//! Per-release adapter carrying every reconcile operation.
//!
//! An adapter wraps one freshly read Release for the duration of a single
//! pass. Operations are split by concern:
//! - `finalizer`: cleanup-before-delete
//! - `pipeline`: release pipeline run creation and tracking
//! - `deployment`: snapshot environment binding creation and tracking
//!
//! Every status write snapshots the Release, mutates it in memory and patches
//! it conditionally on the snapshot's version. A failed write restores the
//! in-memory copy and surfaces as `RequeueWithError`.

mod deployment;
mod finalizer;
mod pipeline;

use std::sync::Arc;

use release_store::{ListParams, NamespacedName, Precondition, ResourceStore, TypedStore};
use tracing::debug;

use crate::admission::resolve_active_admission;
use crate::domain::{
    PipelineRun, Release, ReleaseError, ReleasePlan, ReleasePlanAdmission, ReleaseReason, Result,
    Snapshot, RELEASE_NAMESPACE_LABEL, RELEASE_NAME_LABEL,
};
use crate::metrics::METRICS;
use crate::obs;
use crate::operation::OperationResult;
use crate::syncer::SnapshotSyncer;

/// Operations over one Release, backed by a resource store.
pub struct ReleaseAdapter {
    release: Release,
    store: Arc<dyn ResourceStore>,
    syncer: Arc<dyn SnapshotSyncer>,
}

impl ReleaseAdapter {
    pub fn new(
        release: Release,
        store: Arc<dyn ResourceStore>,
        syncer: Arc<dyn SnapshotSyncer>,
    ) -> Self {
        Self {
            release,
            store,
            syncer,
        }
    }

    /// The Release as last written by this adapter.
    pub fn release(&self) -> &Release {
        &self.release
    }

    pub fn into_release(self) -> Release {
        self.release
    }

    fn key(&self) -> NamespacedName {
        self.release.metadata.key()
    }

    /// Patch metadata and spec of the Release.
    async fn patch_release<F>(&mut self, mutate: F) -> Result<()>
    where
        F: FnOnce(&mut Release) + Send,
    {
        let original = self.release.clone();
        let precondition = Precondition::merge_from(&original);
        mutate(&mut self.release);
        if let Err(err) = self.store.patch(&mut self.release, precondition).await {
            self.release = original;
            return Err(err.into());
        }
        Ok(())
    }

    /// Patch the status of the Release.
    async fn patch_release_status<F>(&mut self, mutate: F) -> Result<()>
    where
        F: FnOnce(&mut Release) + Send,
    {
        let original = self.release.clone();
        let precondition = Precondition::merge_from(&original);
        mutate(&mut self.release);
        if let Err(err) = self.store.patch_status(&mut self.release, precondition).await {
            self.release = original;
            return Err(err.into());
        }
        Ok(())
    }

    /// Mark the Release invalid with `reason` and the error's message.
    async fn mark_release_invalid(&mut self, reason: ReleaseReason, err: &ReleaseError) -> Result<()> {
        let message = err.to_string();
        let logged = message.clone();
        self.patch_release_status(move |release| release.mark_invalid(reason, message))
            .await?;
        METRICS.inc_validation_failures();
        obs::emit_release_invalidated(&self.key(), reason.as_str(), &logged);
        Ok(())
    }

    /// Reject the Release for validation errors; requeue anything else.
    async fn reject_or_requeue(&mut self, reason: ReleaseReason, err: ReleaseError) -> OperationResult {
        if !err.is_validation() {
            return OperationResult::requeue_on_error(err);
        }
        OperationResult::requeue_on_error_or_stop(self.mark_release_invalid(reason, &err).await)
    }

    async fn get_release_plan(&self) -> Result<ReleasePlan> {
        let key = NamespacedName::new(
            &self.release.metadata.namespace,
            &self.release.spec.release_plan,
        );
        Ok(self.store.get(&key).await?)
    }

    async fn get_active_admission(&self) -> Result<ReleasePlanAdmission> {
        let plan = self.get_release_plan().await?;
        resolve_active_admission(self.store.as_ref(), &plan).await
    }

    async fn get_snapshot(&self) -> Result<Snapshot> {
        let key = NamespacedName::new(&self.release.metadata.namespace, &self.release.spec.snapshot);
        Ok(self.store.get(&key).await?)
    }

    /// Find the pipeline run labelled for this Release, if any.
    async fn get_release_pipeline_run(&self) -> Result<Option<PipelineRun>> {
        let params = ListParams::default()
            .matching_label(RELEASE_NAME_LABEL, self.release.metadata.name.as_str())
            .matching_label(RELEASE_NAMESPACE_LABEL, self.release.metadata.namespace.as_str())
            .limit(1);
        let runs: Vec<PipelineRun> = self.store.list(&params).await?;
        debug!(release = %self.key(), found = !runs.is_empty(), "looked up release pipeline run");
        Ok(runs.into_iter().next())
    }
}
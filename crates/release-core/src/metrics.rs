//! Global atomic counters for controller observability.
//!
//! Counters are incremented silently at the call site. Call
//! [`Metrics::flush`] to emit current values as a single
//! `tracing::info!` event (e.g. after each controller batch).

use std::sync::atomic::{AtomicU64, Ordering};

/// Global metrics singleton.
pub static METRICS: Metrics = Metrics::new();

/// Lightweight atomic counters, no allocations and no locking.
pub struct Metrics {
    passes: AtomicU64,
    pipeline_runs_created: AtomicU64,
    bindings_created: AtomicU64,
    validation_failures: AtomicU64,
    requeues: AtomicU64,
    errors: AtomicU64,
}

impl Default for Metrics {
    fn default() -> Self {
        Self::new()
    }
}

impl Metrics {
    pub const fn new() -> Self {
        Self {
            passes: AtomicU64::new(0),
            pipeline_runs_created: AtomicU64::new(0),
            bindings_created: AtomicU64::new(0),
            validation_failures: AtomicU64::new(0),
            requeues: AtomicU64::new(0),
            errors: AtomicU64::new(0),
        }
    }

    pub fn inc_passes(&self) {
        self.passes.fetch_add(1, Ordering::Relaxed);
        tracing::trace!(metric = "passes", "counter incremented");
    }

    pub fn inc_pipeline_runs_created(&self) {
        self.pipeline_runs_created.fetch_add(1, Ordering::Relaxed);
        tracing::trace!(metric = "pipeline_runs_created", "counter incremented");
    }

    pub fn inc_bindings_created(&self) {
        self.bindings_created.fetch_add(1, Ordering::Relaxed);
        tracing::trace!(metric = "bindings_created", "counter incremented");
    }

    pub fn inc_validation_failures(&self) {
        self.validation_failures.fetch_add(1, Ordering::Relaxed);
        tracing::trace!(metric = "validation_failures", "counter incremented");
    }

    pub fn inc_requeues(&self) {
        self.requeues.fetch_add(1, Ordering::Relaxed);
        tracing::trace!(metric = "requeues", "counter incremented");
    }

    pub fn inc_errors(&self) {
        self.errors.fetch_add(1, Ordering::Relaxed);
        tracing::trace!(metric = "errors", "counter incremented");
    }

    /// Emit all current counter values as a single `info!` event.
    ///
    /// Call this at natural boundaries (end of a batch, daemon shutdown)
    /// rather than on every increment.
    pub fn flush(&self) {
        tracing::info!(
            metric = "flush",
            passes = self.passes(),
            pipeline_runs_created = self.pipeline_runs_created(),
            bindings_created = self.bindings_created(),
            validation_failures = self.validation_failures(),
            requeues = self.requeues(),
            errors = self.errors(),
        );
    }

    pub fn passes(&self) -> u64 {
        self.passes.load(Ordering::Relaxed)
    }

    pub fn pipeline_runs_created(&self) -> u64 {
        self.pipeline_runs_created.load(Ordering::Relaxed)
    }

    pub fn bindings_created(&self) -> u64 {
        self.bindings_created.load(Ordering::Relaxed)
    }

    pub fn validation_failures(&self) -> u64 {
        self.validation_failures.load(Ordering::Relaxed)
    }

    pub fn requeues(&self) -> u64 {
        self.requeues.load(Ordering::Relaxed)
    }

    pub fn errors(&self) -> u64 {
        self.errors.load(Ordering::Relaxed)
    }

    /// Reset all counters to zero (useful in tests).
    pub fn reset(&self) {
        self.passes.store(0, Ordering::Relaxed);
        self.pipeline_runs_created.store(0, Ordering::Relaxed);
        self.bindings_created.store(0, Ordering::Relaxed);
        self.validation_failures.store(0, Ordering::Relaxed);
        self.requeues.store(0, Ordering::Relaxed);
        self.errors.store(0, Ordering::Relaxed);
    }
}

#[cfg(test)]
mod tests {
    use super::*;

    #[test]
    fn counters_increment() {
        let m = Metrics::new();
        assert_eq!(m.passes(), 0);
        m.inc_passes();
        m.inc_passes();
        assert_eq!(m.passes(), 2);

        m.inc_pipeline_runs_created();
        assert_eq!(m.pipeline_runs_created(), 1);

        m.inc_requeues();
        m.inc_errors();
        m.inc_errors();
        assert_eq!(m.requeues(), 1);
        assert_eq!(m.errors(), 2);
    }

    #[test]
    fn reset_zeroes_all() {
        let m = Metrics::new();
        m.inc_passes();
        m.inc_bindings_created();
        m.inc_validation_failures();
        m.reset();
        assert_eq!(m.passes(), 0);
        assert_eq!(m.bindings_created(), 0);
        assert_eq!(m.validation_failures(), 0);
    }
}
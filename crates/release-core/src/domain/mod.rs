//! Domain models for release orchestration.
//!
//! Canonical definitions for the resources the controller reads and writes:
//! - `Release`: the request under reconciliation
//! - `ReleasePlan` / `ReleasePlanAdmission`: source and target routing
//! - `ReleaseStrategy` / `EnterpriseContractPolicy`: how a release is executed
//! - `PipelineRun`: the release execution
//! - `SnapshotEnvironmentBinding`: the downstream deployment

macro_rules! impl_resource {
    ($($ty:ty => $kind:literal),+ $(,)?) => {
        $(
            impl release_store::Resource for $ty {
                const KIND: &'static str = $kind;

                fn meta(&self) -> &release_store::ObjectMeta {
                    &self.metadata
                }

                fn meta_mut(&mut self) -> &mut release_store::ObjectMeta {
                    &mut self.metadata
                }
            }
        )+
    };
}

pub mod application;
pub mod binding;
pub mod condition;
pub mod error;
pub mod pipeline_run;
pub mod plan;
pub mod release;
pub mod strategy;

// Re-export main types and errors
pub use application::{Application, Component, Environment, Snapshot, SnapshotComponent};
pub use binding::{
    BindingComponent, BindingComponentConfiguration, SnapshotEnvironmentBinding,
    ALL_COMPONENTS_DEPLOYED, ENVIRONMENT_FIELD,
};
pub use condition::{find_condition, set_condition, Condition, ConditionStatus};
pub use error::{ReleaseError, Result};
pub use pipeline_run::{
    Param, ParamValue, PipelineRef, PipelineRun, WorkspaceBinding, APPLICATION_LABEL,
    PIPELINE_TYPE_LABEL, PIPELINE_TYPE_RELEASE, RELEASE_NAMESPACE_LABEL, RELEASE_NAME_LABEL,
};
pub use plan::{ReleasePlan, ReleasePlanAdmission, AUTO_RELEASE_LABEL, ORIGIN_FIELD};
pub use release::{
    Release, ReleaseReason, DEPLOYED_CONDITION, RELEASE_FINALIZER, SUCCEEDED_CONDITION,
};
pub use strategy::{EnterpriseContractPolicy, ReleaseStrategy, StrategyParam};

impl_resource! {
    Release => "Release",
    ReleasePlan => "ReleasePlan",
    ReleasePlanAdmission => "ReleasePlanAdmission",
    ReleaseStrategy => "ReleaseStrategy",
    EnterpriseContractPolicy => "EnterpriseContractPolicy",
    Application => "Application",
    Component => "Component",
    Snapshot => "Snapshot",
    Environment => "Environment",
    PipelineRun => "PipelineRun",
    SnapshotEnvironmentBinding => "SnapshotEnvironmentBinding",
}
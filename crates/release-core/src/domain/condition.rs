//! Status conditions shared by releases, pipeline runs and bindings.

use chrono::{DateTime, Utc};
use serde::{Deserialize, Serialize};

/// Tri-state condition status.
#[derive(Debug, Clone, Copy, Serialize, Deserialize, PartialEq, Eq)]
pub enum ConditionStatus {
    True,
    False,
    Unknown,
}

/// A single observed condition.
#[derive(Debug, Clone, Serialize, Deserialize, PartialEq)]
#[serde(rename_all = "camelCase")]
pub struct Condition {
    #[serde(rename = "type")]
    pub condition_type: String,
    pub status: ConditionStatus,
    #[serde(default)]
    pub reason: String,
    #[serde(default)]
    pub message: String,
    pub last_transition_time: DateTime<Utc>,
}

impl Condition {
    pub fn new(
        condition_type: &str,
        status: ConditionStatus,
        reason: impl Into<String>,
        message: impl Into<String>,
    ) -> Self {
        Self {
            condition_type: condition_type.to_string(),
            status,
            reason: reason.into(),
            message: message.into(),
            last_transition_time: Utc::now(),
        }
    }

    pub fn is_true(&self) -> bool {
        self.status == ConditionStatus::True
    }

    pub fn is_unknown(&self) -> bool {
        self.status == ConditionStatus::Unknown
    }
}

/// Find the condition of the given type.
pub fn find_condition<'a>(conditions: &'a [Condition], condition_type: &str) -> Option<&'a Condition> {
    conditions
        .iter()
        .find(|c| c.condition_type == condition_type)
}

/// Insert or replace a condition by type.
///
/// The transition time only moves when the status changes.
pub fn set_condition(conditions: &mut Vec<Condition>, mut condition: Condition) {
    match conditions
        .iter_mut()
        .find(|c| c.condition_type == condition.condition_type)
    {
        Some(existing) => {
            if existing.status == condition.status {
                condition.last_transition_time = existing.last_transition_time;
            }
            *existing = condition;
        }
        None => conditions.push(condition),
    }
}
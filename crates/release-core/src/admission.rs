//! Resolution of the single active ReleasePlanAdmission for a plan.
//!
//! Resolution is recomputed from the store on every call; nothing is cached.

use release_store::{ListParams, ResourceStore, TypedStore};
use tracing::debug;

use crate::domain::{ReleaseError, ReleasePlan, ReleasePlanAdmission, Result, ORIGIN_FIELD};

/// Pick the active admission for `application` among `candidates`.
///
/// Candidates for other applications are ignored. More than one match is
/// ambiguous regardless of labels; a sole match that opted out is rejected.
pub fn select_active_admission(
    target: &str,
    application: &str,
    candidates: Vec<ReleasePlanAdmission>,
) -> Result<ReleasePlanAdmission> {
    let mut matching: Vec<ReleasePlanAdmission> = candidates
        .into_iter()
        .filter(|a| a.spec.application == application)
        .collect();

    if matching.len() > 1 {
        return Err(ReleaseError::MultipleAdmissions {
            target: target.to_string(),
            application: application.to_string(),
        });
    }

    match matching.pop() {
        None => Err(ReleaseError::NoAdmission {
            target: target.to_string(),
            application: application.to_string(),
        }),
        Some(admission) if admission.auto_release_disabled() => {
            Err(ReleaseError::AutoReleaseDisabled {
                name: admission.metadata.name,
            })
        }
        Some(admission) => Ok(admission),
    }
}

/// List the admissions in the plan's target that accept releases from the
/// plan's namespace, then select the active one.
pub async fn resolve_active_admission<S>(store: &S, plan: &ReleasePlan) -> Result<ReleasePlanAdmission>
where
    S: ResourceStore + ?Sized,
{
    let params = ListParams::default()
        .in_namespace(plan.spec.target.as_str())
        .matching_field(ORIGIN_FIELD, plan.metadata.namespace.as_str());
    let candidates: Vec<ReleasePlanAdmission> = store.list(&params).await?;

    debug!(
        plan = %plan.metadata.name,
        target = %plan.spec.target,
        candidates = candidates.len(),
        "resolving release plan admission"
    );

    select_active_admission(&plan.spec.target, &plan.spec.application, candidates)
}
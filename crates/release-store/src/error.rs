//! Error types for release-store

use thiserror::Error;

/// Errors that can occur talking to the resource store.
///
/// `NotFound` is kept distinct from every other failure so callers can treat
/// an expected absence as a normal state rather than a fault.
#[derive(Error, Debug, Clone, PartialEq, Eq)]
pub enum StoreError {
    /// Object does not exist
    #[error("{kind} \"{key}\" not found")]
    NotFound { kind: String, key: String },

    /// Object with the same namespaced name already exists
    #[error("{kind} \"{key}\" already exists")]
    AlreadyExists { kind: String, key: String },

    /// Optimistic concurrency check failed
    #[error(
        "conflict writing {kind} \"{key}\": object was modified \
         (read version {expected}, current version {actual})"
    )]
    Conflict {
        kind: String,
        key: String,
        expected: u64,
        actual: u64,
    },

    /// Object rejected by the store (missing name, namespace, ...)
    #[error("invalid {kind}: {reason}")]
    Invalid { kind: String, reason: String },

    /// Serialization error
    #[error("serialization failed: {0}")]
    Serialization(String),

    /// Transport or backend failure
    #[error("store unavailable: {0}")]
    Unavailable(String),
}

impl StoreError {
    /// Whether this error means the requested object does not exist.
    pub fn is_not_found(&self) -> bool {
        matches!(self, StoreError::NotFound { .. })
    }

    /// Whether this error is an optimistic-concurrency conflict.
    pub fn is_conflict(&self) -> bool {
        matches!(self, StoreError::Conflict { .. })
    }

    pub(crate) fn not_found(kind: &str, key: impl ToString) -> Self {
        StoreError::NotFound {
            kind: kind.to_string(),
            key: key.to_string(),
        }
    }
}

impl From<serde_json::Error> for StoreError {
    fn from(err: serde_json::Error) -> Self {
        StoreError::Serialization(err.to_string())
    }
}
================================
• [EXERCISE REQUIREMENTS]
Emit, unaltered, the lines from the top of the listing down through the line that holds "write restores the"; emit nothing else.

• [TASK RESULT]
//! Per-release adapter carrying every reconcile operation.
//!
//! An adapter wraps one freshly read Release for the duration of a single
//! pass. Operations are split by concern:
//! - `finalizer`: cleanup-before-delete
//! - `pipeline`: release pipeline run creation and tracking
//! - `deployment`: snapshot environment binding creation and tracking
//!
//! Every status write snapshots the Release, mutates it in memory and patches
//! it conditionally on the snapshot's version. A failed write restores the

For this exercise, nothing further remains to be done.